A 'hit-and-run' interaction between two proteins could be an important trigger for cell death, according to new research. The researchers investigated the chain of events that activates the protein BAX, which is a crucial driver of apoptosis, the major form of cell death. Addressing a long-standing question in the field, they discovered that BAX is activated for cell death by transient interactions with so-called 'BH3-only' proteins at two distant sites on BAX. The research was published in the journal Cell Reports.
Apoptosis is the major way our bodies remove damaged or unwanted cells. Many different stimuli trigger apoptosis by turning on cell signalling pathways that activate BAX and its close relative BAK. Activated BAX and BAK create holes in the cell's energy factories, the mitochondria. Once mitochondria are damaged, cells are compelled to die.
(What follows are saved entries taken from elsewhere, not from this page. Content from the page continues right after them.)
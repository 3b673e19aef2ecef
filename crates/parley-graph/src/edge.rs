use crate::node::NodeIndex;
use parley_types::EdgeId;

/// Position of an edge inside its [`Graph`](crate::Graph) arena
#[derive(Debug, Clone, Copy, PartialEq, Eq, Hash, PartialOrd, Ord)]
pub struct EdgeIndex(pub(crate) usize);

impl EdgeIndex {
    pub fn index(self) -> usize {
        self.0
    }
}

/// Keyword-labelled transition from a parent node to a child node
#[derive(Debug, Clone, PartialEq, Eq)]
pub struct GraphEdge {
    id: EdgeId,
    keywords: Vec<String>,
    parent: NodeIndex,
    child: NodeIndex,
}

impl GraphEdge {
    pub(crate) fn new(id: EdgeId, parent: NodeIndex, child: NodeIndex) -> Self {
        Self {
            id,
            keywords: Vec::new(),
            parent,
            child,
        }
    }

    pub fn id(&self) -> EdgeId {
        self.id
    }

    /// Keywords as written in the source; matching upper-cases them
    pub fn keywords(&self) -> &[String] {
        &self.keywords
    }

    pub fn parent(&self) -> NodeIndex {
        self.parent
    }

    pub fn child(&self) -> NodeIndex {
        self.child
    }

    pub(crate) fn add_keyword(&mut self, keyword: impl Into<String>) {
        self.keywords.push(keyword.into());
    }
}
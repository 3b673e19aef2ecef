pub mod ids;
pub mod config;
pub mod events;

pub use ids::{NodeId, EdgeId, SessionId, ParseIdError};
pub use config::EngineConfig;
pub use events::TurnEvent;
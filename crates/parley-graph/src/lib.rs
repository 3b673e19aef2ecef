pub mod tokenizer;
pub mod node;
pub mod edge;
pub mod graph;
pub mod builder;
pub mod error;
pub mod distance;
pub mod router;
pub mod sink;
pub mod engine;

pub use tokenizer::{tokenize, Token, TokenLine};
pub use node::{GraphNode, NodeIndex};
pub use edge::{EdgeIndex, GraphEdge};
pub use graph::Graph;
pub use builder::{load_graph, load_graph_from_file, GraphBuilder, Loaded};
pub use error::{Endpoint, EngineError, LoadError, LoadIssue, LoadReport};
pub use distance::edit_distance;
pub use router::{LevenshteinRouter, NextNode, Router};
pub use sink::ResponseSink;
pub use engine::ConversationEngine;

// Re-export key types from parley-types
pub use parley_types::{EdgeId, EngineConfig, NodeId, SessionId, TurnEvent};
use config::{Config as ConfigLoader, ConfigError, Environment, File};
use parley_types::EngineConfig;
use serde::Deserialize;
use std::path::{Path, PathBuf};

#[derive(Debug, Clone, Deserialize)]
pub struct Config {
    pub graph: GraphConfig,
    #[serde(default)]
    pub engine: EngineConfig,
    #[serde(default)]
    pub logging: LoggingConfig,
}

#[derive(Debug, Clone, Deserialize)]
pub struct GraphConfig {
    /// Answer-graph description file
    pub path: PathBuf,
}

#[derive(Debug, Clone, Deserialize)]
pub struct LoggingConfig {
    pub level: String,
    pub format: String,
}

impl Default for LoggingConfig {
    fn default() -> Self {
        Self {
            level: "warn".to_string(),
            format: "pretty".to_string(),
        }
    }
}

impl Config {
    /// Load configuration from TOML files and environment variables
    ///
    /// Hierarchy (weakest to strongest):
    /// 1. config/default.toml
    /// 2. config/{ENV}.toml (if ENV is set)
    /// 3. `explicit`, when given
    /// 4. Environment variables, e.g. `PARLEY_GRAPH__PATH`, `PARLEY_ENGINE__SEED`
    pub fn load(explicit: Option<&Path>) -> Result<Self, ConfigError> {
        let env = std::env::var("ENV").unwrap_or_else(|_| "dev".to_string());

        let mut builder = ConfigLoader::builder()
            .add_source(File::with_name("config/default").required(false))
            .add_source(File::with_name(&format!("config/{}", env)).required(false));

        if let Some(path) = explicit {
            builder = builder.add_source(File::from(path));
        }

        let config = builder
            .add_source(
                Environment::with_prefix("PARLEY")
                    .prefix_separator("_")
                    .separator("__")
                    .try_parsing(true),
            )
            .build()?;

        config.try_deserialize()
    }

    /// Load config from a specific path (useful for testing)
    pub fn from_file(path: impl AsRef<Path>) -> Result<Self, ConfigError> {
        let builder = ConfigLoader::builder().add_source(File::from(path.as_ref()));

        let config = builder.build()?;
        config.try_deserialize()
    }
}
A long-standing question in apoptosis research had been how BAX is triggered to move to mitochondria once cell death is triggered. "The events activating BAX once it has embedded on the surface membrane of mitochondria have been well-characterized - we know that death-inducing BH3-only proteins bind to BAX, changing its shape to damage the mitochondrial membrane," the senior author said.
"There had been hints that BH3-only proteins are also the signal for BAX to move from its location in a healthy cell's cytosol - the liquid interior of the cell - to the mitochondria, but the experimental data supporting this were controversial and weak."
To understand how BAX interacts with BH3-only proteins, researchers strategically altered different regions of BAX, subtly changing the protein's structure. By comparing the behaviour of these mutant forms of BAX with that of normal, unmutated BAX, they could determine the function of different regions of BAX, the author said.
"We discovered that two different parts of BAX could bind to BH3-only proteins," the author said. "Intriguingly, these sites functioned at different stages of BAX activation.
"One site prompted BAX to move to the mitochondrial membrane. Binding of BH3-only proteins to this site on BAX changed BAX's structure, releasing a 'tail' that anchors BAX to mitochondria. When BH3- only proteins bound the other site on BAX, BAX became able to damage the mitochondria."
These two distinct steps in BAX activation had not previously been clearly distinguished.
"The first, early activation step had never been well characterized, because it appears to involve a transient 'hit-and-run' interaction between BAX and a BH3-only protein. We think this first step might be a way that BAX activation can be fine-tuned," the author said.
As well as explaining a key detail in how cell death is executed, the research may in the future lead to new classes of drugs that modify BAX function.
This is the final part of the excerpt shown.